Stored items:
▬▬▬▬▬▬

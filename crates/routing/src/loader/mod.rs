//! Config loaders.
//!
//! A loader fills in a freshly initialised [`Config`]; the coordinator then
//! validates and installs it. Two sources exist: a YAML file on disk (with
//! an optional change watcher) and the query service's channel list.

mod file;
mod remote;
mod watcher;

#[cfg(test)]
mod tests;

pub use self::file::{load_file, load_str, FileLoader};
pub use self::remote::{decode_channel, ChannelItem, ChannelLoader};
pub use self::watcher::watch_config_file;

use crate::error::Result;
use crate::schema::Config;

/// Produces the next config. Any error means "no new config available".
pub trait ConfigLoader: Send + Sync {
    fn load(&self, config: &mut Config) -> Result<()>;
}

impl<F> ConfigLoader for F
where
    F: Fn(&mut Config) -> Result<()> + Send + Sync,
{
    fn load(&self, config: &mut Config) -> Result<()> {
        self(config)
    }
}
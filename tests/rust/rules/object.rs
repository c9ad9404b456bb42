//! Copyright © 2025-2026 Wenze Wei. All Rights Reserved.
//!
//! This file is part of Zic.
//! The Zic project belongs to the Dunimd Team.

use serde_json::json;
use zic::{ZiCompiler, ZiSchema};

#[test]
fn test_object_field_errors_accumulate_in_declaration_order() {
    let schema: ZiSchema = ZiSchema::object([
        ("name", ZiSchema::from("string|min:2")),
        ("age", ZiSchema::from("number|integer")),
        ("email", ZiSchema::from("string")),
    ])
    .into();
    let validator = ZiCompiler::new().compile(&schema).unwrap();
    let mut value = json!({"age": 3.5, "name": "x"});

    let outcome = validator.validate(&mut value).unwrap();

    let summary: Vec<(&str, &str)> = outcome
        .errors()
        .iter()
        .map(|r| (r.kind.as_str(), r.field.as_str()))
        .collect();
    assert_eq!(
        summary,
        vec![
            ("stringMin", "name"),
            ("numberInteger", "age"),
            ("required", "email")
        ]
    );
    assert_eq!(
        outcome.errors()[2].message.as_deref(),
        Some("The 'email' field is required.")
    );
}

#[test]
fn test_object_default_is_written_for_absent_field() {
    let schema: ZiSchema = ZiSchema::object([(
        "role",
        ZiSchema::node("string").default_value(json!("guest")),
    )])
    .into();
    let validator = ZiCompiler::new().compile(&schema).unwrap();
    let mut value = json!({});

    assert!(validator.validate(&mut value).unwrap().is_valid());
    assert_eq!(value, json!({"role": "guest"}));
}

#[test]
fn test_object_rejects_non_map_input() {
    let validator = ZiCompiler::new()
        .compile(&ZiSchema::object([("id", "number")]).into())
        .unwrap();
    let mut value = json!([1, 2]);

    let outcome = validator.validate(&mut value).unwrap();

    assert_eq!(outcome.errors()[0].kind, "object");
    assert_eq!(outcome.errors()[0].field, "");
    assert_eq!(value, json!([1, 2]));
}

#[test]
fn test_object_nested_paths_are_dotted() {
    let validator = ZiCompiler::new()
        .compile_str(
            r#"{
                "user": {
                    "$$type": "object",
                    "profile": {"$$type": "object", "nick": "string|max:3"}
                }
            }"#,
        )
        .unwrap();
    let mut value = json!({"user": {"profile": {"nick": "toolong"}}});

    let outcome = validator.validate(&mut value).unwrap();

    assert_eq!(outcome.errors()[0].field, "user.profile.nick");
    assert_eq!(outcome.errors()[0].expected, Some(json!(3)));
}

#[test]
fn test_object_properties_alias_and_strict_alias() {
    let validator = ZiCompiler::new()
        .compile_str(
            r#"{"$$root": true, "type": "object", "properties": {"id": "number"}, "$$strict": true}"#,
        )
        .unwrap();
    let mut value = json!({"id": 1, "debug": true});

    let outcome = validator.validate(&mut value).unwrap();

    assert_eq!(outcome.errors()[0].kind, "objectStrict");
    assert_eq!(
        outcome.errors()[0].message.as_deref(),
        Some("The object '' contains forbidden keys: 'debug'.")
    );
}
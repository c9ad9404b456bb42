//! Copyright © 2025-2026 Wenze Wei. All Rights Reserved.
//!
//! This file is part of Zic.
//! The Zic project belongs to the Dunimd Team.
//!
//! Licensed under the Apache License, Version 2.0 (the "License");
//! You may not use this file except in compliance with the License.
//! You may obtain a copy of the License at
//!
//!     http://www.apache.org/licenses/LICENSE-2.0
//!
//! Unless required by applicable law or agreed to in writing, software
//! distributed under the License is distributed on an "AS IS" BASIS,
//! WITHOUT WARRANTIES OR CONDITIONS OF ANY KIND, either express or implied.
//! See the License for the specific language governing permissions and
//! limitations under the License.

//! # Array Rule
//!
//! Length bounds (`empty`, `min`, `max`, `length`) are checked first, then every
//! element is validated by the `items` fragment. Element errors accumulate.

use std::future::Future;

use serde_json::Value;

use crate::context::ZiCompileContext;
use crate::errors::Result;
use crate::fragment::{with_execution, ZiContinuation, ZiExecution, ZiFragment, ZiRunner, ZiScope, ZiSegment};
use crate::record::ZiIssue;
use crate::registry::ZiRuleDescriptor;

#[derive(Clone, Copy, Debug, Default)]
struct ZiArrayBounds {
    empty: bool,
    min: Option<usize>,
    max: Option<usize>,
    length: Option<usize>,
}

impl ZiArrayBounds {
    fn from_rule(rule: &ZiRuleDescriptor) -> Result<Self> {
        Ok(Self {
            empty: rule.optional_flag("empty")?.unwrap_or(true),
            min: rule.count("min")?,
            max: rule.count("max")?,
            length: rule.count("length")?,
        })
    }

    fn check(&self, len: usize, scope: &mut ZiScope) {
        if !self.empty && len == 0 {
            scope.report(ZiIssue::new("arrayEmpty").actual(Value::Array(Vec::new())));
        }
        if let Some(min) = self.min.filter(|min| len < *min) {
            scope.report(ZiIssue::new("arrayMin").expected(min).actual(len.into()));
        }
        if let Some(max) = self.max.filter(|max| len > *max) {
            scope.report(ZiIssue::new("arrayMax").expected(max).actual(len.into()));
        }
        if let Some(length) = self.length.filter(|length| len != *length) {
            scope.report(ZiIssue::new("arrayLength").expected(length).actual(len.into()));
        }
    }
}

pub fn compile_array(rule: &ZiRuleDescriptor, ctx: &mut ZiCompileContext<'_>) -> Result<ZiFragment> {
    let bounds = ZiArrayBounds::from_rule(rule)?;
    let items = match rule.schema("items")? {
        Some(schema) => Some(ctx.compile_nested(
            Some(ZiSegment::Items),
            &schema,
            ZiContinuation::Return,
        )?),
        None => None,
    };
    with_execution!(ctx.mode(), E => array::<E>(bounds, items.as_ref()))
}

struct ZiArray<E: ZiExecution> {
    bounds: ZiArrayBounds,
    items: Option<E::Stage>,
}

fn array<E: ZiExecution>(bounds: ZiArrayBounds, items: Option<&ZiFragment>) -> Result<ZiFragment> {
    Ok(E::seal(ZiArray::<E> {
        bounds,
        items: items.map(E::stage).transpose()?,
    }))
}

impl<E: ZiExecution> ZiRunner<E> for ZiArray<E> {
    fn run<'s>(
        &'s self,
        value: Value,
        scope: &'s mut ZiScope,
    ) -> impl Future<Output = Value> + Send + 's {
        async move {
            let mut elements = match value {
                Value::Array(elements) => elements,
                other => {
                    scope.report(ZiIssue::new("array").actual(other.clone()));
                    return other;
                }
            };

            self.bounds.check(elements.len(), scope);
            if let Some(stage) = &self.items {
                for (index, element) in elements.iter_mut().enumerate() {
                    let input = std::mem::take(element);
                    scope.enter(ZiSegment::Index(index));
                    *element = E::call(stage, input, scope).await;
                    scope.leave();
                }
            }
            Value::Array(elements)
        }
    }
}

▬▬▬▬▬▬

Transcribe the data. Leave every line exactly as it is.

**EXPECTED ANSWER**
filename crates/routing/src/loader/mod.rs
//! Config loaders.
//!
//! A loader fills in a freshly initialised [`Config`]; the coordinator then
//! validates and installs it. Two sources exist: a YAML file on disk (with
//! an optional change watcher) and the query service's channel list.

mod file;
mod remote;
mod watcher;

#[cfg(test)]
mod tests;

pub use self::file::{load_file, load_str, FileLoader};
pub use self::remote::{decode_channel, ChannelItem, ChannelLoader};
pub use self::watcher::watch_config_file;

use crate::error::Result;
use crate::schema::Config;

/// Produces the next config. Any error means "no new config available".
pub trait ConfigLoader: Send + Sync {
    fn load(&self, config: &mut Config) -> Result<()>;
}

impl<F> ConfigLoader for F
where
    F: Fn(&mut Config) -> Result<()> + Send + Sync,
{
    fn load(&self, config: &mut Config) -> Result<()> {
        self(config)
    }
}
filename tests/rust/rules/object.rs
repository c9ad9404b456bb42
//! Copyright © 2025-2026 Wenze Wei. All Rights Reserved.
//!
//! This file is part of Zic.
//! The Zic project belongs to the Dunimd Team.

use serde_json::json;
use zic::{ZiCompiler, ZiSchema};

#[test]
fn test_object_field_errors_accumulate_in_declaration_order() {
    let schema: ZiSchema = ZiSchema::object([
        ("name", ZiSchema::from("string|min:2")),
        ("age", ZiSchema::from("number|integer")),
        ("email", ZiSchema::from("string")),
    ])
    .into();
    let validator = ZiCompiler::new().compile(&schema).unwrap();
    let mut value = json!({"age": 3.5, "name": "x"});

    let outcome = validator.validate(&mut value).unwrap();

    let summary: Vec<(&str, &str)> = outcome
        .errors()
        .iter()
        .map(|r| (r.kind.as_str(), r.field.as_str()))
        .collect();
    assert_eq!(
        summary,
        vec![
            ("stringMin", "name"),
            ("numberInteger", "age"),
            ("required", "email")
        ]
    );
    assert_eq!(
        outcome.errors()[2].message.as_deref(),
        Some("The 'email' field is required.")
    );
}

#[test]
fn test_object_default_is_written_for_absent_field() {
    let schema: ZiSchema = ZiSchema::object([(
        "role",
        ZiSchema::node("string").default_value(json!("guest")),
    )])
    .into();
    let validator = ZiCompiler::new().compile(&schema).unwrap();
    let mut value = json!({});

    assert!(validator.validate(&mut value).unwrap().is_valid());
    assert_eq!(value, json!({"role": "guest"}));
}

#[test]
fn test_object_rejects_non_map_input() {
    let validator = ZiCompiler::new()
        .compile(&ZiSchema::object([("id", "number")]).into())
        .unwrap();
    let mut value = json!([1, 2]);

    let outcome = validator.validate(&mut value).unwrap();

    assert_eq!(outcome.errors()[0].kind, "object");
    assert_eq!(outcome.errors()[0].field, "");
    assert_eq!(value, json!([1, 2]));
}

#[test]
fn test_object_nested_paths_are_dotted() {
    let validator = ZiCompiler::new()
        .compile_str(
            r#"{
                "user": {
                    "$$type": "object",
                    "profile": {"$$type": "object", "nick": "string|max:3"}
                }
            }"#,
        )
        .unwrap();
    let mut value = json!({"user": {"profile": {"nick": "toolong"}}});

    let outcome = validator.validate(&mut value).unwrap();

    assert_eq!(outcome.errors()[0].field, "user.profile.nick");
    assert_eq!(outcome.errors()[0].expected, Some(json!(3)));
}

#[test]
fn test_object_properties_alias_and_strict_alias() {
    let validator = ZiCompiler::new()
        .compile_str(
            r#"{"$$root": true, "type": "object", "properties": {"id": "number"}, "$$strict": true}"#,
        )
        .unwrap();
    let mut value = json!({"id": 1, "debug": true});

    let outcome = validator.validate(&mut value).unwrap();

    assert_eq!(outcome.errors()[0].kind, "objectStrict");
    assert_eq!(
        outcome.errors()[0].message.as_deref(),
        Some("The object '' contains forbidden keys: 'debug'.")
    );
}
repository c9ad9404b456bb42
//! Copyright © 2025-2026 Wenze Wei. All Rights Reserved.
//!
//! This file is part of Zic.
//! The Zic project belongs to the Dunimd Team.
//!
//! Licensed under the Apache License, Version 2.0 (the "License");
//! You may not use this file except in compliance with the License.
//! You may obtain a copy of the License at
//!
//!     http://www.apache.org/licenses/LICENSE-2.0
//!
//! Unless required by applicable law or agreed to in writing, software
//! distributed under the License is distributed on an "AS IS" BASIS,
//! WITHOUT WARRANTIES OR CONDITIONS OF ANY KIND, either express or implied.
//! See the License for the specific language governing permissions and
//! limitations under the License.

//! # Array Rule
//!
//! Length bounds (`empty`, `min`, `max`, `length`) are checked first, then every
//! element is validated by the `items` fragment. Element errors accumulate.

use std::future::Future;

use serde_json::Value;

use crate::context::ZiCompileContext;
use crate::errors::Result;
use crate::fragment::{with_execution, ZiContinuation, ZiExecution, ZiFragment, ZiRunner, ZiScope, ZiSegment};
use crate::record::ZiIssue;
use crate::registry::ZiRuleDescriptor;

#[derive(Clone, Copy, Debug, Default)]
struct ZiArrayBounds {
    empty: bool,
    min: Option<usize>,
    max: Option<usize>,
    length: Option<usize>,
}

impl ZiArrayBounds {
    fn from_rule(rule: &ZiRuleDescriptor) -> Result<Self> {
        Ok(Self {
            empty: rule.optional_flag("empty")?.unwrap_or(true),
            min: rule.count("min")?,
            max: rule.count("max")?,
            length: rule.count("length")?,
        })
    }

    fn check(&self, len: usize, scope: &mut ZiScope) {
        if !self.empty && len == 0 {
            scope.report(ZiIssue::new("arrayEmpty").actual(Value::Array(Vec::new())));
        }
        if let Some(min) = self.min.filter(|min| len < *min) {
            scope.report(ZiIssue::new("arrayMin").expected(min).actual(len.into()));
        }
        if let Some(max) = self.max.filter(|max| len > *max) {
            scope.report(ZiIssue::new("arrayMax").expected(max).actual(len.into()));
        }
        if let Some(length) = self.length.filter(|length| len != *length) {
            scope.report(ZiIssue::new("arrayLength").expected(length).actual(len.into()));
        }
    }
}

pub fn compile_array(rule: &ZiRuleDescriptor, ctx: &mut ZiCompileContext<'_>) -> Result<ZiFragment> {
    let bounds = ZiArrayBounds::from_rule(rule)?;
    let items = match rule.schema("items")? {
        Some(schema) => Some(ctx.compile_nested(
            Some(ZiSegment::Items),
            &schema,
            ZiContinuation::Return,
        )?),
        None => None,
    };
    with_execution!(ctx.mode(), E => array::<E>(bounds, items.as_ref()))
}

struct ZiArray<E: ZiExecution> {
    bounds: ZiArrayBounds,
    items: Option<E::Stage>,
}

fn array<E: ZiExecution>(bounds: ZiArrayBounds, items: Option<&ZiFragment>) -> Result<ZiFragment> {
    Ok(E::seal(ZiArray::<E> {
        bounds,
        items: items.map(E::stage).transpose()?,
    }))
}

impl<E: ZiExecution> ZiRunner<E> for ZiArray<E> {
    fn run<'s>(
        &'s self,
        value: Value,
        scope: &'s mut ZiScope,
    ) -> impl Future<Output = Value> + Send + 's {
        async move {
            let mut elements = match value {
                Value::Array(elements) => elements,
                other => {
                    scope.report(ZiIssue::new("array").actual(other.clone()));
                    return other;
                }
            };

            self.bounds.check(elements.len(), scope);
            if let Some(stage) = &self.items {
                for (index, element) in elements.iter_mut().enumerate() {
                    let input = std::mem::take(element);
                    scope.enter(ZiSegment::Index(index));
                    *element = E::call(stage, input, scope).await;
                    scope.leave();
                }
            }
            Value::Array(elements)
        }
    }
}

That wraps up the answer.